» TASK STATEMENT
Copy each line containing the word "fish" from the records that follow, please.

» DATA EXTRACT

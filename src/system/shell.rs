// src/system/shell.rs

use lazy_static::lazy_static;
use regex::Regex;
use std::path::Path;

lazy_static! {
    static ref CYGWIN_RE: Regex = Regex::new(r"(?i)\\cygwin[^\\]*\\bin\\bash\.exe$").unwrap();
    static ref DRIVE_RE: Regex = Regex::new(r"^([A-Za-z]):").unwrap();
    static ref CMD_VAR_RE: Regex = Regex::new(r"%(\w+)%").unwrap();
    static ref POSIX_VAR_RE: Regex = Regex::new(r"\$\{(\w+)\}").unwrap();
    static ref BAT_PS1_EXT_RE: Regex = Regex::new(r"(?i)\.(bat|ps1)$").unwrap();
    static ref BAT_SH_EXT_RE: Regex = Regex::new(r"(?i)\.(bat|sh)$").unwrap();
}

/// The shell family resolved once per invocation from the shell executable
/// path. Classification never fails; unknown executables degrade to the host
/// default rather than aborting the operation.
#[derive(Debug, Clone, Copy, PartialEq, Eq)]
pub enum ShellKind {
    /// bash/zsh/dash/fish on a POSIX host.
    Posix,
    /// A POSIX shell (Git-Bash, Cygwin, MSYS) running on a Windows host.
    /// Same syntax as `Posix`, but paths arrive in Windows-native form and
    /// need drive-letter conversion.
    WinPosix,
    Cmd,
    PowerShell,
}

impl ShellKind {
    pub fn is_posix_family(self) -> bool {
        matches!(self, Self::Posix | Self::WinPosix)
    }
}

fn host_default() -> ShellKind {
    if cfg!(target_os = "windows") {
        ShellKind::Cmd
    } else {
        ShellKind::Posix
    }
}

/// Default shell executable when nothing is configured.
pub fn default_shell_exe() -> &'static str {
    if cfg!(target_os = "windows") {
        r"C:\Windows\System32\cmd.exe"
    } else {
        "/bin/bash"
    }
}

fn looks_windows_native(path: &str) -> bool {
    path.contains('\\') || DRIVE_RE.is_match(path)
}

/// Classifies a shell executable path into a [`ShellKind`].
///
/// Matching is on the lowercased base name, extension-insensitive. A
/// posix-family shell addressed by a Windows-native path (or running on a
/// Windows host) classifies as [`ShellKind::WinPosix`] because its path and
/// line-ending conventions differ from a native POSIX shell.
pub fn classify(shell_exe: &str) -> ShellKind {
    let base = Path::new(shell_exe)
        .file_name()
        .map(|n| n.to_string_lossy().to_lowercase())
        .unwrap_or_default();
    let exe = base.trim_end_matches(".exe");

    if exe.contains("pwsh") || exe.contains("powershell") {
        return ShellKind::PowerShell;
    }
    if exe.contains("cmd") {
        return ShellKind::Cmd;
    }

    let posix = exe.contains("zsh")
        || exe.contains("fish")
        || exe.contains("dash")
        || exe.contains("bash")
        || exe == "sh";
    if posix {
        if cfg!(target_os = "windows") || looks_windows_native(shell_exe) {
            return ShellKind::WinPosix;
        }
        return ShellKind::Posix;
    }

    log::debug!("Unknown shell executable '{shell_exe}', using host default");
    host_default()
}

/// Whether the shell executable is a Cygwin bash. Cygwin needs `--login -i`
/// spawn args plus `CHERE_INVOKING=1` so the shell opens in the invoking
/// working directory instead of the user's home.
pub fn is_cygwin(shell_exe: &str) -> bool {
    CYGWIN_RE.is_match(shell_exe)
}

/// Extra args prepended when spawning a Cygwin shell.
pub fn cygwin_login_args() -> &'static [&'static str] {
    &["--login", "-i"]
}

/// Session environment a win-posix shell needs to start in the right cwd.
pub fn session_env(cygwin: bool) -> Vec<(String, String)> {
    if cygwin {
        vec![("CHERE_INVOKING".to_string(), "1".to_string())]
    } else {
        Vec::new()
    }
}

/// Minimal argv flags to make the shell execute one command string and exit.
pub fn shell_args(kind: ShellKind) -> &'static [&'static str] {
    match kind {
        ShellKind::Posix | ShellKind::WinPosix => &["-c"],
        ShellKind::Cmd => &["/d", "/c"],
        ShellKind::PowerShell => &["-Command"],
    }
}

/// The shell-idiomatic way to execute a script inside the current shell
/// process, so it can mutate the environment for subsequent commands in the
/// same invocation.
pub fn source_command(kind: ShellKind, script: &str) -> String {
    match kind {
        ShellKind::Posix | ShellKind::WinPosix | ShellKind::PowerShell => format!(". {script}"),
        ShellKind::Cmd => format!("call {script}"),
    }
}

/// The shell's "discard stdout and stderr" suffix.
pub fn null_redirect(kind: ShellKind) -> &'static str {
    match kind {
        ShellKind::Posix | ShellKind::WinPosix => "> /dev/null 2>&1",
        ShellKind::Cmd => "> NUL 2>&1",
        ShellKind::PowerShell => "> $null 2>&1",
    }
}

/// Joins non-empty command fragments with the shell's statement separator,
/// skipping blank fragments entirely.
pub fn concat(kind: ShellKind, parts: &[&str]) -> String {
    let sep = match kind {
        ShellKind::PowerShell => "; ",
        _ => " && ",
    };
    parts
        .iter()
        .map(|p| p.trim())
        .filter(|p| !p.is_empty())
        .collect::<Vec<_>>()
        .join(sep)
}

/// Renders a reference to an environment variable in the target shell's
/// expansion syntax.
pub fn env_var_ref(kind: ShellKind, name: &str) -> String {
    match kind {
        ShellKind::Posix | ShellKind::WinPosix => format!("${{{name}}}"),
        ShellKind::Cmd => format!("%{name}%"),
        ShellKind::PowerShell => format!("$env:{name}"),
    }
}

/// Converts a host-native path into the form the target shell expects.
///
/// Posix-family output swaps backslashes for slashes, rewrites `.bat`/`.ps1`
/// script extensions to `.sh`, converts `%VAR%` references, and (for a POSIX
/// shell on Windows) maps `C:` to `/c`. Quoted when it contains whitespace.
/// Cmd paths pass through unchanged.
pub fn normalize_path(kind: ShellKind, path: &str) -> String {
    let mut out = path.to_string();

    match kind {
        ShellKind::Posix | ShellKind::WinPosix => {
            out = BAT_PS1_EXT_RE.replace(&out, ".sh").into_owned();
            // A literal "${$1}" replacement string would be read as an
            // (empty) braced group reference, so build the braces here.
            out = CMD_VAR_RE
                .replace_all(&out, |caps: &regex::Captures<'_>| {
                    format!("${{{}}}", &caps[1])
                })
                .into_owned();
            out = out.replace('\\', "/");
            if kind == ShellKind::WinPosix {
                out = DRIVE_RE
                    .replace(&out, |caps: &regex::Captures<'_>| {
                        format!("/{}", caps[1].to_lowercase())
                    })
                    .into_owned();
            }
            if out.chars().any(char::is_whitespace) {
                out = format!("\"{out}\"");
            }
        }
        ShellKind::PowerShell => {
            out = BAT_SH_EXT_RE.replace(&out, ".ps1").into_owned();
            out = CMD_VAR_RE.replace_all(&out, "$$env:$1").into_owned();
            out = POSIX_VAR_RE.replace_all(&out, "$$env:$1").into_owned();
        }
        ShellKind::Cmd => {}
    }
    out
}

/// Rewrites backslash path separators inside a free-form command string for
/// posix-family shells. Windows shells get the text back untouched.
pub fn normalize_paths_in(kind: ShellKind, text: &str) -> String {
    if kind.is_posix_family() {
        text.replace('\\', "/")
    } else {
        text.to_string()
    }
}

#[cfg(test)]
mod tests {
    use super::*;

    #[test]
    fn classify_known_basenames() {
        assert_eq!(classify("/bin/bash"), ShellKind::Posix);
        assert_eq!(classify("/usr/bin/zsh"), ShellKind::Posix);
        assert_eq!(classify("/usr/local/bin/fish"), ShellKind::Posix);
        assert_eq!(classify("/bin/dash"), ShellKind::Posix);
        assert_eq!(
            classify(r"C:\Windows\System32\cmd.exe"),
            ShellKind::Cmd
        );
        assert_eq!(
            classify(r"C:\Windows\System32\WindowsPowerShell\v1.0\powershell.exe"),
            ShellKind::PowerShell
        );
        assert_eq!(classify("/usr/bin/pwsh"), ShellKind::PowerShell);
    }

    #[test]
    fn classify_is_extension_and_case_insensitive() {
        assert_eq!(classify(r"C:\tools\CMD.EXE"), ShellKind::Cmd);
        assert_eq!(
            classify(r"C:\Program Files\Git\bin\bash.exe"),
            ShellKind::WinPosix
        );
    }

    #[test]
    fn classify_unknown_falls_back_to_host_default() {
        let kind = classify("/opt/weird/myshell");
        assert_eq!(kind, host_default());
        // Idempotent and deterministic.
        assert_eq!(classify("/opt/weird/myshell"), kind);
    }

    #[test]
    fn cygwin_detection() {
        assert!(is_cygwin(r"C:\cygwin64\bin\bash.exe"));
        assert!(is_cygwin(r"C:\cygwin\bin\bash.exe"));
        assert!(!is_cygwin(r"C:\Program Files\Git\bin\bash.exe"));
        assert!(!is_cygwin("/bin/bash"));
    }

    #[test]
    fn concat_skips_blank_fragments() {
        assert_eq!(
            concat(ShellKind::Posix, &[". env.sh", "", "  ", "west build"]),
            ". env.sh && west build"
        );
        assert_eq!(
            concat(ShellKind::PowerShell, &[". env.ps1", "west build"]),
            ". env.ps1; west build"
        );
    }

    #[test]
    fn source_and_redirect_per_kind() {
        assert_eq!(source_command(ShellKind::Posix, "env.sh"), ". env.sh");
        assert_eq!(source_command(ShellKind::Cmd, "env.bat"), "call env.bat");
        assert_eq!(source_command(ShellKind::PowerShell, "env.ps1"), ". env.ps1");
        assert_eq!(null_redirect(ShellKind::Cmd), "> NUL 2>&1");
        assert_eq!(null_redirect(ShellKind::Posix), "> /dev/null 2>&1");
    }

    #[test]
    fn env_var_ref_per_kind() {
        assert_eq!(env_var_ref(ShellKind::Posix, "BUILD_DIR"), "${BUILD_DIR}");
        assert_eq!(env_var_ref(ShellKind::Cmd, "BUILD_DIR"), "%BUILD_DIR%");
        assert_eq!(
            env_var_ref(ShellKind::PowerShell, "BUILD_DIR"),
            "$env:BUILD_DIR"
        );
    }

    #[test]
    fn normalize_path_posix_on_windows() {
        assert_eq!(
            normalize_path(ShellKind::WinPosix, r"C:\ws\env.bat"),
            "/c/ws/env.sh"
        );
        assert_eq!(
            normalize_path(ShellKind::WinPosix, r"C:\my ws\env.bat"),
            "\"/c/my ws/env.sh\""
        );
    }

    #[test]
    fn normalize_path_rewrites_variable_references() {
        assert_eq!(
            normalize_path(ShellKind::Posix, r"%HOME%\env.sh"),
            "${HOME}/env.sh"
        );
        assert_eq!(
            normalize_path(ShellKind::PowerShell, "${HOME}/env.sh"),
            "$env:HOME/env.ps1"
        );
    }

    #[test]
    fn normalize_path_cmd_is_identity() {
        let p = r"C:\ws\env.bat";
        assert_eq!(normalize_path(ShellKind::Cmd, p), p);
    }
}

» EXERCISE RESPONSE
    /// bash/zsh/dash/fish on a POSIX host.
        || exe.contains("fish")
        assert_eq!(classify("/usr/local/bin/fish"), ShellKind::Posix);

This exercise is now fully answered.